NVIDIA has launched the most powerful supercomputer in the UK. Named “Cambridge-1”, its purpose is to enable scientists and healthcare experts to use a combination of artificial intelligence (AI) and simulation to accelerate the digital biology revolution and bolster the country’s world-leading life sciences industry.
“Cambridge-1 will empower world-leading researchers in business and academia with the ability to perform their life’s work on the UK’s most powerful supercomputer, unlocking clues to disease and treatments at a scale and speed previously impossible in the U.K.,” said Jensen Huang, Founder and CEO of NVIDIA.
“The discoveries developed on Cambridge-1 will take shape in the UK, but the impact will be global, driving groundbreaking research that has the potential to benefit millions around the world”, Huang added.
What projects will Cambridge-1 be used for?
The supercomputer represents a US$100mn investment by NVIDIA and is involved in several projects. These include developing a deeper understanding of brain diseases like dementia, using AI to design new drugs, and improving the accuracy of finding disease-causing variations in human genomes.
According to a report by Frontier Economics, an economics consulting firm, Cambridge-1 has the potential to create an estimated value of around US$825mn over the next 10 years.
Cambridge-1 brings together decades of NVIDIA’s work in accelerated computing, AI, and life sciences, where NVIDIA Clara and AI frameworks are optimised to take advantage of the entire system for large-scale research. An NVIDIA DGX SuperPOD supercomputing cluster, it ranks among the world’s top 50 fastest computers and is powered by 100% renewable energy, the company claims.
NVIDIA and AstraZeneca
NVIDIA’s Cambridge-1 will be used for a project with the pharmaceutical company and COVID-19 vaccine developer, AstraZeneca, which will focus on the use of AI in digital pathology. In digital pathology, significant time and money are spent annotating whole slide images of tissue samples to help the search for new insights. By using unsupervised AI algorithms trained on thousands of images, it is possible to remove the process of annotating while simultaneously finding potential imaging features that correlate with drug response, NVIDIA says.
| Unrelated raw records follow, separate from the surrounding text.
//! HS256 access tokens.
//!
//! Tokens are issued by the account service; this crate only validates
//! them. [`generate_access_token`] exists for operators and tests.

use bigshot_core::types::DbId;
use jsonwebtoken::{decode, encode, DecodingKey, EncodingKey, Header, Validation};
use serde::{Deserialize, Serialize};
use uuid::Uuid;

/// JWT claims embedded in every access token.
#[derive(Debug, Serialize, Deserialize, Clone)]
pub struct Claims {
    /// The user's internal database id.
    pub sub: DbId,
    pub role: String,
    /// Expiration time (UTC Unix timestamp).
    pub exp: i64,
    /// Issued-at time (UTC Unix timestamp).
    pub iat: i64,
    pub jti: String,
}

#[derive(Debug, Clone)]
pub struct JwtConfig {
    /// HMAC-SHA256 secret used to sign and verify tokens.
    pub secret: String,
    /// Access token lifetime in minutes (default: 15).
    pub access_token_expiry_mins: i64,
}

const DEFAULT_ACCESS_EXPIRY_MINS: i64 = 15;

impl JwtConfig {
    /// Load JWT configuration from environment variables.
    ///
    /// | Env Var                  | Required | Default |
    /// |--------------------------|----------|---------|
    /// | `JWT_SECRET`             | **yes**  | --      |
    /// | `JWT_ACCESS_EXPIRY_MINS` | no       | `15`    |
    ///
    /// # Panics
    ///
    /// Panics if `JWT_SECRET` is not set or is empty.
    pub fn from_env() -> Self {
        let secret =
            std::env::var("JWT_SECRET").expect("JWT_SECRET must be set in the environment");
        assert!(!secret.is_empty(), "JWT_SECRET must not be empty");

        let access_token_expiry_mins: i64 = std::env::var("JWT_ACCESS_EXPIRY_MINS")
            .unwrap_or_else(|_| DEFAULT_ACCESS_EXPIRY_MINS.to_string())
            .parse()
            .expect("JWT_ACCESS_EXPIRY_MINS must be a valid i64");

        Self {
            secret,
            access_token_expiry_mins,
        }
    }
}

pub fn generate_access_token(
    user_id: DbId,
    role: &str,
    config: &JwtConfig,
) -> Result<String, jsonwebtoken::errors::Error> {
    let now = chrono::Utc::now().timestamp();
    let claims = Claims {
        sub: user_id,
        role: role.to_string(),
        exp: now + config.access_token_expiry_mins * 60,
        iat: now,
        jti: Uuid::new_v4().to_string(),
    };

    encode(
        &Header::default(),
        &claims,
        &EncodingKey::from_secret(config.secret.as_bytes()),
    )
}

/// Validate signature and expiry, returning the embedded [`Claims`].
pub fn validate_token(
    token: &str,
    config: &JwtConfig,
) -> Result<Claims, jsonwebtoken::errors::Error> {
    let token_data = decode::<Claims>(
        token,
        &DecodingKey::from_secret(config.secret.as_bytes()),
        &Validation::default(),
    )?;
    Ok(token_data.claims)
}
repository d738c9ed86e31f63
//! Real-time job update fan-out.
//!
//! Lifecycle and progress events are published as [`update::JobUpdate`]s on
//! a shared broker channel. Every API process runs a listener that drains
//! the channel into its own [`registry::ClientRegistry`]. When the broker is
//! unreachable, [`service::BroadcastService`] delivers to same-process
//! clients directly and reconnects in the background following a
//! [`reconnect::ReconnectPolicy`].

pub mod broker;
pub mod reconnect;
pub mod registry;
pub mod service;
pub mod update;

pub use broker::{Broker, BrokerError, MemoryBroker, PgBroker};
pub use reconnect::ReconnectPolicy;
pub use registry::{
    ActiveJobSummary, ClientRegistry, ConnectionInfo, ConnectionStats, Outbound, ServerMessage,
};
pub use service::{BroadcastConfig, BroadcastService};
pub use update::JobUpdate;
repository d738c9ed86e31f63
//! Shared response envelope for API handlers.

use serde::Serialize;

/// Standard `{ "data": T }` response envelope.
#[derive(Debug, Serialize)]
pub struct DataResponse<T: Serialize> {
    pub data: T,
}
“Training AI algorithms on whole slide images is challenging in part due to the size of the images,” said Lindsay Edwards, Vice President of Data Science and AI, Respiratory and Immunology, BioPharmaceuticals R&D at AstraZeneca.
“Working with NVIDIA on Cambridge-1 enables us to scale our current work and develop new methodologies advancing the use of AI in digital pathology”, he added.